Discovery and biosynthesis of the redox cofactor mycofactocin

Mycobacterium tuberculosis, the etiological agent of tuberculosis (TB), can survive as an intracellular pathogen residing in a granulomatous lesion in the lungs. Current TB treatments comprise a long course of several antibiotics with various side effects. Incomplete treatment is leading to antibiotic resistance, a growing threat worldwide. It has been recognized that both antibiotic inactivation and intracellular survival is often mediated by organic cofactors. Furthermore, novel therapeutic compounds in use are prodrugs that require cofactors for in vivo conversion into an active pharmaceutical entity. Mycobacterial cofactors are an up-and-coming field of research for developing novel therapeutic compounds.
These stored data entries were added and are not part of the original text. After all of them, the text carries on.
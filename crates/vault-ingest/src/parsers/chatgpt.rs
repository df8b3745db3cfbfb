//! ChatGPT `conversations.json` parser.
//!
//! The export is an array of conversation objects, each carrying a
//! `mapping` from node id to `{message, parent}`. Only nodes whose content
//! type is `text` are imported; tool calls, images, and other content types
//! are counted and skipped. Positions follow the mapping's own key order —
//! the export writes nodes in conversation order and `serde_json` preserves
//! it.

use rusqlite::Connection;
use serde_json::Value;
use tracing::debug;

use vault_core::{Provider, Result, VaultError};
use vault_store::repositories::message::{MessageRepo, NewMessage};
use vault_store::repositories::thread::{NewThread, ThreadRepo};

use super::{ParseScope, ParseStats};

pub fn parse(conn: &Connection, scope: &ParseScope, text: &str) -> Result<ParseStats> {
    let root: Value = serde_json::from_str(text)?;
    let conversations = root.as_array().ok_or_else(|| VaultError::SchemaMismatch {
        message: "expected a top-level conversation array".into(),
    })?;

    let mut stats = ParseStats::default();

    for conversation in conversations {
        let mapping = conversation
            .get("mapping")
            .and_then(Value::as_object)
            .ok_or_else(|| VaultError::SchemaMismatch {
                message: "conversation without a mapping object".into(),
            })?;

        let provider_thread_id = conversation.get("id").and_then(Value::as_str);
        let title = conversation
            .get("title")
            .and_then(Value::as_str)
            .filter(|t| !t.trim().is_empty())
            .unwrap_or("Untitled");
        let created_at = conversation
            .get("create_time")
            .and_then(Value::as_f64)
            .map(seconds_to_ms);

        let thread_id = ThreadRepo::insert(
            conn,
            &NewThread {
                provider: Provider::Chatgpt,
                provider_thread_id,
                title,
                created_at,
                artifact_id: scope.artifact_id,
                run_id: scope.run_id,
            },
        )?;
        stats.threads += 1;

        let mut position: i64 = 0;
        for (node_id, node) in mapping {
            let Some(message) = node.get("message").filter(|m| !m.is_null()) else {
                continue;
            };

            let content_type = message
                .get("content")
                .and_then(|c| c.get("content_type"))
                .and_then(Value::as_str);
            if content_type != Some("text") {
                stats.skipped_non_text += 1;
                continue;
            }

            let parts: Vec<&str> = message
                .get("content")
                .and_then(|c| c.get("parts"))
                .and_then(Value::as_array)
                .map(|parts| parts.iter().filter_map(Value::as_str).collect())
                .unwrap_or_default();
            let content = parts.join("\n");

            let role = message
                .get("author")
                .and_then(|a| a.get("role"))
                .and_then(Value::as_str)
                .unwrap_or("unknown");
            let timestamp = message
                .get("create_time")
                .and_then(Value::as_f64)
                .map(seconds_to_ms);
            let provider_message_id = message
                .get("id")
                .and_then(Value::as_str)
                .unwrap_or(node_id.as_str());
            let parent = node.get("parent").and_then(Value::as_str);

            let plain = strip_markup(&content);
            MessageRepo::insert(
                conn,
                &NewMessage {
                    thread_id,
                    provider: Provider::Chatgpt,
                    provider_message_id: Some(provider_message_id),
                    role,
                    content: &content,
                    content_plain: &plain,
                    timestamp,
                    position,
                    parent_provider_message_id: parent,
                    artifact_id: scope.artifact_id,
                    run_id: scope.run_id,
                },
            )?;
            position += 1;
            stats.messages += 1;
        }
    }

    debug!(
        threads = stats.threads,
        messages = stats.messages,
        skipped_non_text = stats.skipped_non_text,
        "chatgpt conversations parsed"
    );
    Ok(stats)
}

fn seconds_to_ms(seconds: f64) -> i64 {
    (seconds * 1000.0) as i64
}

/// Plain-text normalization: drop the markdown markers the model emits.
fn strip_markup(content: &str) -> String {
    content
        .chars()
        .filter(|c| !matches!(c, '#' | '*' | '`'))
        .collect()
}

// ─────────────────────────────────────────────────────────────────────────────
// Tests
// ─────────────────────────────────────────────────────────────────────────────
As such, novel cofactors offer an exciting opportunity to discover novel aspects in the pathogen's physiology and pathology as well as inspiring novel avenues for TB management. Mycofactocin (MFT) is a novel redox cofactor, part of the family of natural products termed ribosomally produced and post-translationally modified peptides and a universal genomic feature of the Mycobacterium genus. Its discovery was spurred from the bioinformatic observation of a gene locus in the vicinity of a radical SAM maturase, containing a small peptide precursor, a chaperone, a peptidase, and a glycosyltransferase, alongside putative MFT-dependent redox enzymes and other genes encoding proteins of unknown function. In-vitro investigation of the biosynthesis pathway showed the formation of the redox-active precursor premycofactocin. In addition, in-vivo studies with the model organism Mycolicibacterium smegmatis have associated MFT to the metabolism of primary alcohols for assimilation as a carbon source. Critical questions remained, such as whether the in vitro biosynthetic model is valid in vivo, the function of the putative glycosyltransferase, the enzymology of MFT-dependent oxidoreductases and dehydrogenases, and the role of MFT in mycobacterial pathogenesis.